Despite appearances, the costumed mascots of Times Square can be a sour bunch. Just last year, Cookie Monster pushed a baby, Elmo spewed anti-Semitic vitriol, and Super Mario got handsy with someone's thigh. But apparently the stinkiest of all is the Spider-Man who hit a woman in the face after quarreling about a tip.
Philip Williams is on trial facing 90 days in prison for the alleged February 2013 assault, and on Monday, the court used an unusual identification method on a key piece of evidence. From the New York Post:
"The smell is very distinctive?" Manhattan Criminal Court Judge Anthony Ferrara asked her after she was presented with an evidence bag containing the suspect's costume on Monday.
"Yes," she replied.
"You remember that smell?" the judge asked after she took a whiff during the pre-trial hearing.
"Yes," she said again.
Spider-Man's odor was allegedly so strong that the victim could confidently recognize it nearly a year and a half later. The Post, high-minded journalistic outfit that it is, sent reporters to Times Square to see whether other faux Peter Parkers could be identified by their spidey-scents. They found a veritable cornucopia of stenches:
One stinky Spidey lingered in a fog of his own musk at Broadway and 42nd Street — putting forth a distinct melange of cheap deodorant, body odor and stale musk.
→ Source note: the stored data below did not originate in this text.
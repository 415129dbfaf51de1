//! Planet table for the solar-system tour.
//!
//! Distances are in scene units with Neptune's orbit at ~650 units. Speeds
//! are relative mean rates (Earth = 1) scaled by [`TOUR_SPEED_MULTIPLIER`].
//! Inclinations are exaggerated by [`TILT_EXAGGERATION`] so the tilts are
//! visible at tour scale.

use crate::error::ValidationError;
use crate::types::DEG_TO_RAD;

use super::OrbitalElements;

/// Scene units per astronomical unit.
pub const SCENE_UNITS_PER_AU: f64 = 650.0 / 30.069;

/// Factor applied to real inclinations for display.
pub const TILT_EXAGGERATION: f64 = 3.0;

/// Radians per time unit for a body with relative speed 1.0.
pub const TOUR_SPEED_MULTIPLIER: f64 = 0.2;

/// Radius of the Sun sphere in scene units.
pub const SUN_RADIUS: f32 = 3.5;

/// One planet of the tour.
#[derive(Clone, Copy, Debug)]
pub struct PlanetPreset {
    pub name: &'static str,
    /// Semi-major axis in AU.
    pub semi_major_axis_au: f64,
    pub eccentricity: f64,
    /// Mean angular speed relative to Earth.
    pub relative_speed: f64,
    /// Real orbital inclination in degrees (before exaggeration).
    pub tilt_deg: f64,
    /// Display radius in scene units.
    pub radius: f32,
    /// sRGB color as 0xRRGGBB.
    pub color: u32,
    pub has_rings: bool,
}

impl PlanetPreset {
    /// Orbital elements in scene units.
    pub fn elements(&self) -> Result<OrbitalElements, ValidationError> {
        OrbitalElements::new(
            self.semi_major_axis_au * SCENE_UNITS_PER_AU,
            self.eccentricity,
            self.relative_speed * TOUR_SPEED_MULTIPLIER,
            self.tilt_deg * TILT_EXAGGERATION * DEG_TO_RAD,
        )
    }

    /// Color split into sRGB channels in [0, 1].
    pub fn rgb(&self) -> [f32; 3] {
        let r = ((self.color >> 16) & 0xff) as f32 / 255.0;
        let g = ((self.color >> 8) & 0xff) as f32 / 255.0;
        let b = (self.color & 0xff) as f32 / 255.0;
        [r, g, b]
    }
}

/// Look up a planet by name (case-insensitive).
pub fn planet(name: &str) -> Option<&'static PlanetPreset> {
    PLANETS.iter().find(|p| p.name.eq_ignore_ascii_case(name))
}

/// All planets, ordered by distance from the Sun.
pub static PLANETS: &[PlanetPreset] = &[
    PlanetPreset {
        name: "Mercury",
        semi_major_axis_au: 0.387,
        eccentricity: 0.2056,
        relative_speed: 4.15,
        tilt_deg: 7.0,
        radius: 1.5,
        color: 0x888888,
        has_rings: false,
    },
    PlanetPreset {
        name: "Venus",
        semi_major_axis_au: 0.723,
        eccentricity: 0.0068,
        relative_speed: 1.62,
        tilt_deg: 3.4,
        radius: 2.5,
        color: 0xffff00,
        has_rings: false,
    },
    PlanetPreset {
        name: "Earth",
        semi_major_axis_au: 1.0,
        eccentricity: 0.0167,
        relative_speed: 1.0,
        tilt_deg: 0.0,
        radius: 3.0,
        color: 0x0000ff,
        has_rings: false,
    },
    PlanetPreset {
        name: "Mars",
        semi_major_axis_au: 1.524,
        eccentricity: 0.0934,
        relative_speed: 0.53,
        tilt_deg: 1.85,
        radius: 2.0,
        color: 0xff0000,
        has_rings: false,
    },
    PlanetPreset {
        name: "Jupiter",
        semi_major_axis_au: 5.203,
        eccentricity: 0.0484,
        relative_speed: 0.08,
        tilt_deg: 1.3,
        radius: 8.0,
        color: 0xffa500,
        has_rings: false,
    },
    PlanetPreset {
        name: "Saturn",
        semi_major_axis_au: 9.537,
        eccentricity: 0.0541,
        relative_speed: 0.03,
        tilt_deg: 2.49,
        radius: 7.0,
        color: 0xffd700,
        has_rings: true,
    },
    PlanetPreset {
        name: "Uranus",
        semi_major_axis_au: 19.191,
        eccentricity: 0.0472,
        relative_speed: 0.011,
        tilt_deg: 0.77,
        radius: 7.0,
        color: 0x00ffff,
        has_rings: false,
    },
    PlanetPreset {
        name: "Neptune",
        semi_major_axis_au: 30.069,
        eccentricity: 0.0086,
        relative_speed: 0.006,
        tilt_deg: 1.77,
        radius: 8.0,
        color: 0x00008b,
        has_rings: false,
    },
];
Despite this, he was demanding people pay for the privilege of standing next to him for photos.
A second web-slinger wannabe, standing in front of Toys "R" Us, had a slightly sweet and sweaty bouquet that also could have been as good as a DNA test if it were ever to be brought up in court. It was the type of smell that may have struck Goreaciuc's nose during her dust-up with Williams.
The second Spider-Man's aroma, in case you missed it, was as "good as a DNA test," according to the paper — finally, a way to take down these masked menaces once and for all! Somewhere, J. Jonah Jameson is smiling.